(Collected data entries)
####################

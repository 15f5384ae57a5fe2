//! Component type catalog
//!
//! Component types are open-ended strings. The catalog maps each known type
//! to a [`ComponentSpec`] describing where its children live, which prop a
//! user edit writes back to, and how it behaves. Types missing from the
//! catalog fall back to inference from their props, so a new widget type
//! works without touching the engine.

use std::collections::HashMap;

use bitflags::bitflags;

use crate::data_model::DataPath;
use crate::graph::{ComponentNode, PropValue};
use crate::value::BoundValue;

bitflags! {
    /// Behavioural traits of a component type.
    #[derive(Debug, Clone, Copy, PartialEq, Eq, Hash)]
    pub struct ComponentTraits: u8 {
        /// Reacts to user gestures.
        const INTERACTIVE = 0b0001;
        /// Lays out child components.
        const CONTAINER = 0b0010;
        /// Writes user edits back to the data model.
        const BINDABLE = 0b0100;
        /// A selection change also fires the component's action.
        const AUTO_SUBMIT = 0b1000;
    }
}

/// Where a component type keeps its child ids.
#[derive(Debug, Clone, PartialEq, Eq)]
pub enum ChildShape {
    /// No children.
    None,
    /// `{"explicitList": [...]}` under the named prop.
    List(String),
    /// A bare child id under the named prop.
    Single(String),
    /// Several single-id props, in the given order.
    Fields(Vec<String>),
    /// An array prop of objects, each holding a child id under `child`.
    Nested { list: String, child: String },
}

impl ChildShape {
    pub fn list(prop: &str) -> Self {
        Self::List(prop.to_string())
    }

    pub fn single(prop: &str) -> Self {
        Self::Single(prop.to_string())
    }

    pub fn fields(props: &[&str]) -> Self {
        Self::Fields(props.iter().map(|p| p.to_string()).collect())
    }

    pub fn nested(list: &str, child: &str) -> Self {
        Self::Nested {
            list: list.to_string(),
            child: child.to_string(),
        }
    }
}

/// Catalog entry for one component type.
#[derive(Debug, Clone, PartialEq, Eq)]
pub struct ComponentSpec {
    pub children: ChildShape,
    /// Prop written by edits, toggles and selections.
    pub binding: Option<String>,
    pub traits: ComponentTraits,
}

impl ComponentSpec {
    /// A display-only leaf.
    pub fn leaf() -> Self {
        Self {
            children: ChildShape::None,
            binding: None,
            traits: ComponentTraits::empty(),
        }
    }

    /// A layout container.
    pub fn container(children: ChildShape) -> Self {
        Self {
            children,
            binding: None,
            traits: ComponentTraits::CONTAINER,
        }
    }

    /// An input bound to the data model through `binding`.
    pub fn input(binding: &str) -> Self {
        Self {
            children: ChildShape::None,
            binding: Some(binding.to_string()),
            traits: ComponentTraits::INTERACTIVE | ComponentTraits::BINDABLE,
        }
    }

    pub fn with_children(mut self, children: ChildShape) -> Self {
        self.children = children;
        self
    }

    pub fn with_traits(mut self, traits: ComponentTraits) -> Self {
        self.traits |= traits;
        self
    }
}

/// Binding props tried, in order, for types missing from the catalog.
const INFERRED_BINDINGS: &[&str] = &["value", "text", "selections"];

/// Registry of known component types.
#[derive(Debug, Clone, Default)]
pub struct ComponentCatalog {
    specs: HashMap<String, ComponentSpec>,
}

impl ComponentCatalog {
    /// An empty catalog: every type is inferred.
    pub fn new() -> Self {
        Self::default()
    }

    /// The standard widget set.
    pub fn standard() -> Self {
        let mut catalog = Self::new();
        for leaf in ["Text", "Heading", "Image", "Icon", "Divider", "Video", "AudioPlayer"] {
            catalog.register(leaf, ComponentSpec::leaf());
        }
        catalog
            .register(
                "Button",
                ComponentSpec::leaf()
                    .with_children(ChildShape::single("child"))
                    .with_traits(ComponentTraits::INTERACTIVE),
            )
            .register(
                "CheckBox",
                ComponentSpec::input("value").with_traits(ComponentTraits::AUTO_SUBMIT),
            )
            .register("TextField", ComponentSpec::input("text"))
            .register("DateTimeInput", ComponentSpec::input("value"))
            .register("Slider", ComponentSpec::input("value"))
            .register(
                "MultipleChoice",
                ComponentSpec::input("selections").with_traits(ComponentTraits::AUTO_SUBMIT),
            )
            .register("Row", ComponentSpec::container(ChildShape::list("children")))
            .register("Column", ComponentSpec::container(ChildShape::list("children")))
            .register("List", ComponentSpec::container(ChildShape::list("children")))
            .register("Card", ComponentSpec::container(ChildShape::single("child")))
            .register(
                "Tabs",
                ComponentSpec::container(ChildShape::nested("tabItems", "child")),
            )
            .register(
                "Modal",
                ComponentSpec::container(ChildShape::fields(&["entryPointChild", "contentChild"])),
            );
        catalog
    }

    /// Register or replace a type.
    pub fn register(&mut self, kind: impl Into<String>, spec: ComponentSpec) -> &mut Self {
        self.specs.insert(kind.into(), spec);
        self
    }

    pub fn get(&self, kind: &str) -> Option<&ComponentSpec> {
        self.specs.get(kind)
    }

    pub fn contains(&self, kind: &str) -> bool {
        self.specs.contains_key(kind)
    }

    /// Registered type names, in no particular order.
    pub fn kinds(&self) -> impl Iterator<Item = &str> {
        self.specs.keys().map(String::as_str)
    }

    /// Ordered child ids of `node`.
    ///
    /// Unknown types contribute every explicit list (in prop order) and then
    /// a bare `child` id if present.
    pub fn children_of<'a>(&self, node: &'a ComponentNode) -> Vec<&'a str> {
        let Some(spec) = self.get(&node.kind) else {
            let mut ids: Vec<&str> = node
                .props
                .iter()
                .filter_map(|(_, value)| match value {
                    PropValue::Children(ids) => Some(ids.iter().map(String::as_str)),
                    _ => None,
                })
                .flatten()
                .collect();
            ids.extend(node.props.raw_str("child"));
            return ids;
        };

        match &spec.children {
            ChildShape::None => Vec::new(),
            ChildShape::List(prop) => node
                .props
                .children(prop)
                .map(|ids| ids.iter().map(String::as_str).collect())
                .unwrap_or_default(),
            ChildShape::Single(prop) => node.props.raw_str(prop).into_iter().collect(),
            ChildShape::Fields(props) => props
                .iter()
                .filter_map(|prop| node.props.raw_str(prop))
                .collect(),
            ChildShape::Nested { list, child } => node
                .props
                .raw(list)
                .and_then(serde_json::Value::as_array)
                .map(|items| {
                    items
                        .iter()
                        .filter_map(|item| item.get(child.as_str()))
                        .filter_map(serde_json::Value::as_str)
                        .collect()
                })
                .unwrap_or_default(),
        }
    }

    /// The prop a user edit writes to, with its bound value.
    pub fn binding_of<'a>(&self, node: &'a ComponentNode) -> Option<(&'a str, &'a BoundValue)> {
        match self.get(&node.kind) {
            Some(spec) => {
                let prop = spec.binding.as_deref()?;
                node.props
                    .iter()
                    .find(|(name, _)| *name == prop)
                    .and_then(|(name, value)| match value {
                        PropValue::Bound(bound) => Some((name, bound)),
                        _ => None,
                    })
            }
            None => INFERRED_BINDINGS.iter().find_map(|prop| {
                node.props
                    .iter()
                    .find(|(name, _)| name == prop)
                    .and_then(|(name, value)| match value {
                        PropValue::Bound(bound @ BoundValue::Reference(_)) => Some((name, bound)),
                        _ => None,
                    })
            }),
        }
    }

    /// The data path a user edit writes to, if the binding is a reference.
    pub fn binding_path<'a>(&self, node: &'a ComponentNode) -> Option<&'a DataPath> {
        self.binding_of(node).and_then(|(_, bound)| bound.dependency())
    }

    /// Traits of `node`'s type; inferred from props for unknown types.
    pub fn traits_of(&self, node: &ComponentNode) -> ComponentTraits {
        if let Some(spec) = self.get(&node.kind) {
            return spec.traits;
        }
        let mut traits = ComponentTraits::empty();
        if node.props.action().is_some() {
            traits |= ComponentTraits::INTERACTIVE | ComponentTraits::AUTO_SUBMIT;
        }
        if self.binding_path(node).is_some() {
            traits |= ComponentTraits::INTERACTIVE | ComponentTraits::BINDABLE;
        }
        if !self.children_of(node).is_empty() {
            traits |= ComponentTraits::CONTAINER;
        }
        traits
    }
}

####################

For this exercise, please output exactly the lines above starting at the line with "no particular order." and ending at the line with "pub fn children_of<'a>(&self, node: &'a", ends included.

    /// Registered type names, in no particular order.
    pub fn kinds(&self) -> impl Iterator<Item = &str> {
        self.specs.keys().map(String::as_str)
    }

    /// Ordered child ids of `node`.
    ///
    /// Unknown types contribute every explicit list (in prop order) and then
    /// a bare `child` id if present.
    pub fn children_of<'a>(&self, node: &'a ComponentNode) -> Vec<&'a str> {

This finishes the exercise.